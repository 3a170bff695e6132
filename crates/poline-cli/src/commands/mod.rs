//! Subcommands and the helpers they share.

pub mod batch;
pub mod config;
pub mod process;

use std::path::Path;

use poline_core::PolineConfig;
use tracing::debug;

/// Load configuration from an explicit path, the default config file, or defaults.
pub fn load_config(config_path: Option<&str>) -> anyhow::Result<PolineConfig> {
    if let Some(path) = config_path {
        return Ok(PolineConfig::from_file(Path::new(path))?);
    }

    let default_path = config::default_config_path();
    if default_path.exists() {
        debug!("Using config file {}", default_path.display());
        Ok(PolineConfig::from_file(&default_path)?)
    } else {
        Ok(PolineConfig::default())
    }
}

/// Input extensions accepted by `process` and `batch`.
pub fn is_supported_input(path: &Path) -> bool {
    path.extension()
        .and_then(|e| e.to_str())
        .is_some_and(|e| matches!(e.to_lowercase().as_str(), "json" | "txt"))
}
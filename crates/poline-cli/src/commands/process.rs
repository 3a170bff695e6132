//! Process command - extract line items from a single document.

use std::fs;
use std::path::PathBuf;
use std::sync::atomic::{AtomicBool, Ordering};
use std::sync::Arc;
use std::time::{Duration, Instant};

use clap::Args;
use console::style;
use indicatif::{ProgressBar, ProgressStyle};
use serde::Serialize;
use tracing::{debug, info, warn};

use poline_core::{sheet_rows, Document, DocumentProcessor, LineItem, ProcessingOutcome, ProcessingReport, SheetHeader, SheetRow};

use super::{is_supported_input, load_config};

/// Arguments for the process command.
#[derive(Args)]
pub struct ProcessArgs {
    /// Input document (upstream JSON or plain text with form-feed page breaks)
    #[arg(required = true)]
    input: PathBuf,

    /// Output file (default: stdout)
    #[arg(short, long)]
    output: Option<PathBuf>,

    /// Output format
    #[arg(short, long, value_enum, default_value = "json")]
    format: OutputFormat,

    /// Vendor name written to every row
    #[arg(long, default_value = "")]
    vendor: String,

    /// Invoice number, overriding the one found in the document
    #[arg(long)]
    invoice_number: Option<String>,

    /// Print processing counters to stderr
    #[arg(long)]
    show_report: bool,
}

#[derive(Clone, Copy, Debug, clap::ValueEnum)]
pub enum OutputFormat {
    /// JSON with header, items and report
    Json,
    /// Spreadsheet rows as CSV
    Csv,
    /// Plain text summary
    Text,
}

impl OutputFormat {
    pub fn extension(self) -> &'static str {
        match self {
            OutputFormat::Json => "json",
            OutputFormat::Csv => "csv",
            OutputFormat::Text => "txt",
        }
    }
}

#[derive(Serialize)]
struct ProcessOutput<'a> {
    header: &'a SheetHeader,
    items: &'a [LineItem],
    report: &'a ProcessingReport,
}

pub async fn run(args: ProcessArgs, config_path: Option<&str>) -> anyhow::Result<()> {
    let start = Instant::now();
    let config = load_config(config_path)?;

    if !args.input.exists() {
        anyhow::bail!("Input file not found: {}", args.input.display());
    }
    if !is_supported_input(&args.input) {
        anyhow::bail!("Unsupported file format: {}", args.input.display());
    }

    info!("Processing file: {}", args.input.display());

    let pb = ProgressBar::new_spinner();
    pb.set_style(ProgressStyle::default_spinner().template("{spinner:.green} [{elapsed_precise}] {msg}")?);
    pb.enable_steady_tick(Duration::from_millis(100));
    pb.set_message("Loading document...");

    let document = Document::from_file(&args.input)?;
    debug!("Document has {} pages", document.page_count());

    let mut header = SheetHeader::from_text(document.text(), args.vendor.clone());
    if let Some(number) = &args.invoice_number {
        header.invoice_number = number.clone();
    }

    pb.set_message("Extracting line items...");

    let processor = DocumentProcessor::new(config)?;
    let cancel = Arc::new(AtomicBool::new(false));
    let flag = cancel.clone();
    tokio::spawn(async move {
        if tokio::signal::ctrl_c().await.is_ok() {
            flag.store(true, Ordering::SeqCst);
        }
    });

    let outcome = tokio::task::spawn_blocking(move || processor.process_with_cancel(&document, &cancel)).await?;

    pb.finish_and_clear();

    if outcome.report.timed_out {
        warn!("Time budget exhausted, results are partial");
    }
    if outcome.report.cancelled {
        warn!("Processing cancelled, results are partial");
    }

    let output = format_outcome(&outcome, &header, args.format)?;

    if let Some(output_path) = &args.output {
        fs::write(output_path, &output)?;
        eprintln!("{} Output written to {}", style("✓").green(), output_path.display());
    } else {
        print!("{}", output);
    }

    if args.show_report {
        print_report(&outcome.report);
    }

    debug!("Total processing time: {:?}", start.elapsed());

    Ok(())
}

pub fn format_outcome(outcome: &ProcessingOutcome, header: &SheetHeader, format: OutputFormat) -> anyhow::Result<String> {
    match format {
        OutputFormat::Json => {
            let output = ProcessOutput {
                header,
                items: &outcome.items,
                report: &outcome.report,
            };
            Ok(serde_json::to_string_pretty(&output)? + "\n")
        }
        OutputFormat::Csv => format_csv(&sheet_rows(&outcome.items, header)),
        OutputFormat::Text => Ok(format_text(outcome, header)),
    }
}

pub fn format_csv(rows: &[SheetRow]) -> anyhow::Result<String> {
    let mut wtr = csv::Writer::from_writer(vec![]);

    wtr.write_record(SheetRow::HEADERS)?;
    for row in rows {
        wtr.write_record(row.fields())?;
    }

    let data = String::from_utf8(wtr.into_inner()?)?;
    Ok(data)
}

fn format_text(outcome: &ProcessingOutcome, header: &SheetHeader) -> String {
    let mut output = String::new();

    if !header.invoice_number.is_empty() {
        output.push_str(&format!("Invoice: {}\n", header.invoice_number));
    }
    if !header.vendor_name.is_empty() {
        output.push_str(&format!("Vendor: {}\n", header.vendor_name));
    }
    if let Some(date) = header.order_date {
        output.push_str(&format!("Order date: {}\n", date.format("%m/%d/%Y")));
    }
    output.push('\n');

    for row in sheet_rows(&outcome.items, header) {
        output.push_str(&format!("  {:>6} x {:>9}  {}\n", row.quantity, row.unit_price, row.description));
    }

    output.push_str(&format!("\n{} line items\n", outcome.items.len()));
    output
}

fn print_report(report: &ProcessingReport) {
    eprintln!();
    eprintln!(
        "{} {} pages in {} chunks ({} failed), {}ms",
        style("ℹ").blue(),
        report.pages,
        report.chunks,
        report.chunks_failed,
        report.processing_time_ms
    );
    eprintln!(
        "{} {} candidates, {} rejected, {} duplicates",
        style("ℹ").blue(),
        report.candidates,
        report.rejected,
        report.duplicates
    );
    for pattern in &report.placeholder_patterns {
        eprintln!(
            "{} placeholder pattern {} x {} on {} of {} items",
            style("!").yellow(),
            pattern.price,
            pattern.quantity,
            pattern.occurrences,
            pattern.total
        );
    }
}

**TO DO**
Lines that contain the string "written" should be copied from the material above.

**SOLUTION TO THE EXERCISE**
    /// Vendor name written to every row
        eprintln!("{} Output written to {}", style("✓").green(), output_path.display());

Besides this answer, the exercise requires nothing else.